Stored data
+--

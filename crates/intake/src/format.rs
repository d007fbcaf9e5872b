//! Archive recognition by file name.

use std::fmt;
use std::path::Path;

/// Containers the extractor can expand.
#[derive(Debug, Clone, Copy, PartialEq, Eq)]
pub enum ArchiveFormat {
    Zip,
    Tar,
    TarGz,
    TarBz2,
}

/// Lowercase suffixes and the format they denote; longest first.
const SUFFIXES: &[(&str, ArchiveFormat)] = &[
    (".tar.bz2", ArchiveFormat::TarBz2),
    (".tar.gz", ArchiveFormat::TarGz),
    (".tbz2", ArchiveFormat::TarBz2),
    (".tbz", ArchiveFormat::TarBz2),
    (".tgz", ArchiveFormat::TarGz),
    (".tar", ArchiveFormat::Tar),
    (".zip", ArchiveFormat::Zip),
];

impl ArchiveFormat {
    /// Detects the format from the file name, case-insensitively.
    pub fn detect(path: &Path) -> Option<Self> {
        let name = path.file_name()?.to_str()?.to_lowercase();
        SUFFIXES
            .iter()
            .find(|(suffix, _)| name.len() > suffix.len() && name.ends_with(suffix))
            .map(|(_, format)| *format)
    }

    pub fn name(&self) -> &'static str {
        match self {
            ArchiveFormat::Zip => "ZIP",
            ArchiveFormat::Tar => "TAR",
            ArchiveFormat::TarGz => "TAR.GZ",
            ArchiveFormat::TarBz2 => "TAR.BZ2",
        }
    }
}

impl fmt::Display for ArchiveFormat {
    fn fmt(&self, f: &mut fmt::Formatter<'_>) -> fmt::Result {
        f.write_str(self.name())
    }
}

/// Whether `path` names an archive this crate expands.
pub fn is_archive(path: &Path) -> bool {
    ArchiveFormat::detect(path).is_some()
}

/// File name with the archive suffix removed (`lot1.tar.gz` → `lot1`).
///
/// Falls back to the plain file stem for unrecognized names.
pub fn archive_stem(path: &Path) -> String {
    let name = path
        .file_name()
        .map(|n| n.to_string_lossy().into_owned())
        .unwrap_or_default();
    let lower = name.to_lowercase();

    for (suffix, _) in SUFFIXES {
        if lower.len() > suffix.len() && lower.ends_with(suffix) {
            // Suffixes are ASCII, so byte lengths agree between `name` and `lower`.
            if let Some(stem) = name.get(..name.len() - suffix.len()) {
                return stem.to_string();
            }
        }
    }

    path.file_stem()
        .map(|s| s.to_string_lossy().into_owned())
        .unwrap_or(name)
}

#[cfg(test)]
mod tests {
    use super::*;
    use std::path::PathBuf;

    #[test]
    fn test_detect_format() {
        assert_eq!(ArchiveFormat::detect(Path::new("a.zip")), Some(ArchiveFormat::Zip));
        assert_eq!(ArchiveFormat::detect(Path::new("A.ZIP")), Some(ArchiveFormat::Zip));
        assert_eq!(ArchiveFormat::detect(Path::new("a.tar")), Some(ArchiveFormat::Tar));
        assert_eq!(
            ArchiveFormat::detect(Path::new("dir/a.tar.gz")),
            Some(ArchiveFormat::TarGz)
        );
        assert_eq!(ArchiveFormat::detect(Path::new("a.tgz")), Some(ArchiveFormat::TarGz));
        assert_eq!(
            ArchiveFormat::detect(Path::new("a.tar.bz2")),
            Some(ArchiveFormat::TarBz2)
        );
    }

    #[test]
    fn test_detect_format_unsupported() {
        assert_eq!(ArchiveFormat::detect(Path::new("a.pdf")), None);
        assert_eq!(ArchiveFormat::detect(Path::new("a.gz")), None);
        assert_eq!(ArchiveFormat::detect(Path::new("a.7z")), None);
        assert_eq!(ArchiveFormat::detect(Path::new(".zip")), None);
        assert!(!is_archive(&PathBuf::from("zipcode.txt")));
    }

    #[test]
    fn test_archive_stem() {
        assert_eq!(archive_stem(Path::new("dce/lot1.zip")), "lot1");
        assert_eq!(archive_stem(Path::new("Lot 2.TAR.GZ")), "Lot 2");
        assert_eq!(archive_stem(Path::new("pièces.v2.zip")), "pièces.v2");
        assert_eq!(archive_stem(Path::new("notes.txt")), "notes");
    }
}
//! Failure classification for wallet, transaction and network errors
//!
//! Failures reaching this layer rarely carry anything structured: a wallet
//! extension rejects with a sentence, the fullnode answers with a Move abort
//! string, the transport times out. Classification therefore works on the
//! message text alone:
//!
//! 1. The failure is rendered to a string (`Display`).
//! 2. An ordered list of keyword groups for the failure context is scanned
//!    with case-sensitive substring matching; the first group with any hit
//!    decides the [`ErrorKind`] and the user-facing sentence.
//! 3. When nothing matches, the context's generic group applies.
//!
//! Retry eligibility is a property of the kind alone ([`ErrorKind::can_retry`]).
//! [`is_retryable`] is the single predicate the backoff retrier consults, so
//! the classifier and the retrier cannot disagree about what is worth another
//! attempt.

use crate::metrics::metrics;
use serde::{Deserialize, Serialize};
use std::fmt;
use thiserror::Error;
use tracing::error;

/// Classified failure kind shared by all three failure contexts
#[derive(Debug, Clone, Copy, PartialEq, Eq, Hash, Serialize, Deserialize)]
#[serde(rename_all = "SCREAMING_SNAKE_CASE")]
pub enum ErrorKind {
    /// User declined the signing or connection prompt
    WalletRejected,
    /// No signing extension present
    WalletNotInstalled,
    /// Generic wallet or network-mismatch problem
    WalletConnection,
    /// Funds too low for reward plus gas
    InsufficientBalance,
    /// Referenced on-chain object missing or invalid
    InvalidObject,
    /// On-chain execution or Move logic failure
    ContractError,
    /// Transport, timeout, rate limit or unavailable service
    NetworkError,
    /// Unclassified transaction failure
    TransactionFailed,
    /// Input rejected by the validation predicate
    ValidationError,
    /// Fallback when nothing else applies
    UnknownError,
}

impl ErrorKind {
    /// Whether an automatic retry is appropriate for this kind
    pub fn can_retry(self) -> bool {
        match self {
            // Transient or user-recoverable
            ErrorKind::WalletRejected => true,
            ErrorKind::WalletConnection => true,
            ErrorKind::ContractError => true,
            ErrorKind::NetworkError => true,
            ErrorKind::TransactionFailed => true,

            // Retrying cannot change the outcome
            ErrorKind::WalletNotInstalled => false,
            ErrorKind::InsufficientBalance => false,
            ErrorKind::InvalidObject => false,
            ErrorKind::ValidationError => false,
            ErrorKind::UnknownError => false,
        }
    }

    /// Stable identifier used in logs and metrics
    pub fn as_str(self) -> &'static str {
        match self {
            ErrorKind::WalletRejected => "WALLET_REJECTED",
            ErrorKind::WalletNotInstalled => "WALLET_NOT_INSTALLED",
            ErrorKind::WalletConnection => "WALLET_CONNECTION",
            ErrorKind::InsufficientBalance => "INSUFFICIENT_BALANCE",
            ErrorKind::InvalidObject => "INVALID_OBJECT",
            ErrorKind::ContractError => "CONTRACT_ERROR",
            ErrorKind::NetworkError => "NETWORK_ERROR",
            ErrorKind::TransactionFailed => "TRANSACTION_FAILED",
            ErrorKind::ValidationError => "VALIDATION_ERROR",
            ErrorKind::UnknownError => "UNKNOWN_ERROR",
        }
    }
}

impl fmt::Display for ErrorKind {
    fn fmt(&self, f: &mut fmt::Formatter<'_>) -> fmt::Result {
        f.write_str(self.as_str())
    }
}

/// Where a failure originated; selects the keyword table and fallback
#[derive(Debug, Clone, Copy, PartialEq, Eq)]
pub enum FailureContext {
    Wallet,
    Transaction,
    Network,
}

impl FailureContext {
    pub fn label(self) -> &'static str {
        match self {
            FailureContext::Wallet => "wallet",
            FailureContext::Transaction => "transaction",
            FailureContext::Network => "network",
        }
    }

    fn groups(self) -> &'static [KeywordGroup] {
        match self {
            FailureContext::Wallet => WALLET_GROUPS,
            FailureContext::Transaction => TRANSACTION_GROUPS,
            FailureContext::Network => NETWORK_GROUPS,
        }
    }

    fn fallback(self) -> &'static KeywordGroup {
        match self {
            FailureContext::Wallet => &WALLET_FALLBACK,
            FailureContext::Transaction => &TRANSACTION_FALLBACK,
            FailureContext::Network => &NETWORK_FALLBACK,
        }
    }
}

/// One row of a classification table
struct KeywordGroup {
    keywords: &'static [&'static str],
    kind: ErrorKind,
    user_message: &'static str,
    /// Copy the raw message into `details`
    keep_details: bool,
}

impl KeywordGroup {
    fn matches(&self, message: &str) -> bool {
        self.keywords.iter().any(|keyword| message.contains(keyword))
    }
}

// Priority order matters: the first matching group wins.
const WALLET_GROUPS: &[KeywordGroup] = &[
    KeywordGroup {
        keywords: &["rejected", "denied", "cancelled"],
        kind: ErrorKind::WalletRejected,
        user_message: "Wallet connection was rejected. Please try again and approve the connection.",
        keep_details: false,
    },
    KeywordGroup {
        keywords: &["not installed", "not found", "no wallet"],
        kind: ErrorKind::WalletNotInstalled,
        user_message: "No Sui wallet detected. Please install a Sui wallet extension (e.g., Sui Wallet).",
        keep_details: false,
    },
    KeywordGroup {
        keywords: &["network", "chain"],
        kind: ErrorKind::WalletConnection,
        user_message: "Please ensure your wallet is connected to the configured Sui network.",
        keep_details: false,
    },
];

const WALLET_FALLBACK: KeywordGroup = KeywordGroup {
    keywords: &[],
    kind: ErrorKind::WalletConnection,
    user_message: "Failed to connect wallet. Please try again.",
    keep_details: true,
};

const TRANSACTION_GROUPS: &[KeywordGroup] = &[
    KeywordGroup {
        keywords: &["insufficient", "balance", "not enough"],
        kind: ErrorKind::InsufficientBalance,
        user_message: "Insufficient balance. Please ensure you have enough SUI for the reward amount and gas fees.",
        keep_details: false,
    },
    KeywordGroup {
        keywords: &["object", "not found", "does not exist"],
        kind: ErrorKind::InvalidObject,
        user_message: "Invalid or non-existent object ID. Please check the bounty object ID and try again.",
        keep_details: false,
    },
    KeywordGroup {
        keywords: &["execution", "contract", "move"],
        kind: ErrorKind::ContractError,
        user_message: "Smart contract execution failed. Please check your input and try again.",
        keep_details: true,
    },
    KeywordGroup {
        keywords: &["rejected", "denied", "cancelled"],
        kind: ErrorKind::WalletRejected,
        user_message: "Transaction was rejected. Please try again and approve the transaction.",
        keep_details: false,
    },
    KeywordGroup {
        keywords: &["network", "timeout", "fetch"],
        kind: ErrorKind::NetworkError,
        user_message: "Network error occurred. Please check your connection and try again.",
        keep_details: false,
    },
];

const TRANSACTION_FALLBACK: KeywordGroup = KeywordGroup {
    keywords: &[],
    kind: ErrorKind::TransactionFailed,
    user_message: "Transaction failed. Please try again.",
    keep_details: true,
};

const NETWORK_GROUPS: &[KeywordGroup] = &[
    KeywordGroup {
        keywords: &["unavailable", "503", "502"],
        kind: ErrorKind::NetworkError,
        user_message: "RPC endpoint is temporarily unavailable. Please try again in a moment.",
        keep_details: false,
    },
    KeywordGroup {
        keywords: &["timeout", "timed out"],
        kind: ErrorKind::NetworkError,
        user_message: "Request timed out. Please check your connection and try again.",
        keep_details: false,
    },
    KeywordGroup {
        keywords: &["rate limit", "429"],
        kind: ErrorKind::NetworkError,
        user_message: "Too many requests. Please wait a moment and try again.",
        keep_details: false,
    },
];

const NETWORK_FALLBACK: KeywordGroup = KeywordGroup {
    keywords: &[],
    kind: ErrorKind::NetworkError,
    user_message: "Network error occurred. Please check your connection and try again.",
    keep_details: true,
};

/// Structured, user-facing view of a failure
///
/// `Display` renders only [`ParsedError::user_message`]; the raw text stays in
/// `message` (and `details` for the generic groups).
#[derive(Debug, Clone, PartialEq, Eq, Serialize, Deserialize, Error)]
#[error("{user_message}")]
#[serde(rename_all = "camelCase")]
pub struct ParsedError {
    #[serde(rename = "type")]
    pub kind: ErrorKind,
    pub message: String,
    pub user_message: String,
    pub can_retry: bool,
    #[serde(default, skip_serializing_if = "Option::is_none")]
    pub details: Option<String>,
}

impl ParsedError {
    /// Build a classified error outside the keyword tables
    pub fn new(kind: ErrorKind, message: impl Into<String>, user_message: impl Into<String>) -> Self {
        Self {
            kind,
            message: message.into(),
            user_message: user_message.into(),
            can_retry: kind.can_retry(),
            details: None,
        }
    }

    /// Failure raised before any chain interaction because no account is connected
    pub fn wallet_required() -> Self {
        Self::new(
            ErrorKind::WalletConnection,
            "wallet session has no connected account",
            "Please connect your wallet first.",
        )
    }
}

fn match_group(context: FailureContext, message: &str) -> &'static KeywordGroup {
    context
        .groups()
        .iter()
        .find(|group| group.matches(message))
        .unwrap_or_else(|| context.fallback())
}

/// Classify a failure in the given context, logging the raw cause first
pub fn classify<E: fmt::Display + ?Sized>(context: FailureContext, failure: &E) -> ParsedError {
    let message = failure.to_string();

    error!(
        context = context.label(),
        error = %message,
        "Failure reported"
    );

    let group = match_group(context, &message);
    metrics()
        .classified_failures
        .with_label_values(&[context.label(), group.kind.as_str()])
        .inc();

    ParsedError {
        kind: group.kind,
        user_message: group.user_message.to_string(),
        can_retry: group.kind.can_retry(),
        details: group.keep_details.then(|| message.clone()),
        message,
    }
}

/// Classify a wallet connection or signing failure
pub fn parse_wallet_error<E: fmt::Display + ?Sized>(failure: &E) -> ParsedError {
    classify(FailureContext::Wallet, failure)
}

/// Classify a transaction building, submission or execution failure
pub fn parse_transaction_error<E: fmt::Display + ?Sized>(failure: &E) -> ParsedError {
    classify(FailureContext::Transaction, failure)
}

/// Classify a transport-level failure talking to the fullnode
pub fn parse_network_error<E: fmt::Display + ?Sized>(failure: &E) -> ParsedError {
    classify(FailureContext::Network, failure)
}

/// Shared retry predicate
///
/// Uses the transaction table because that is where the non-retryable
/// balance and missing-object families live. Does not log.
pub fn is_retryable<E: fmt::Display + ?Sized>(failure: &E) -> bool {
    let message = failure.to_string();
    match_group(FailureContext::Transaction, &message).kind.can_retry()
}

+--

:: Exercise requirements ::
Return the total number of lines in the records that contain "Copy", without any explanation.

:: Response area ::
4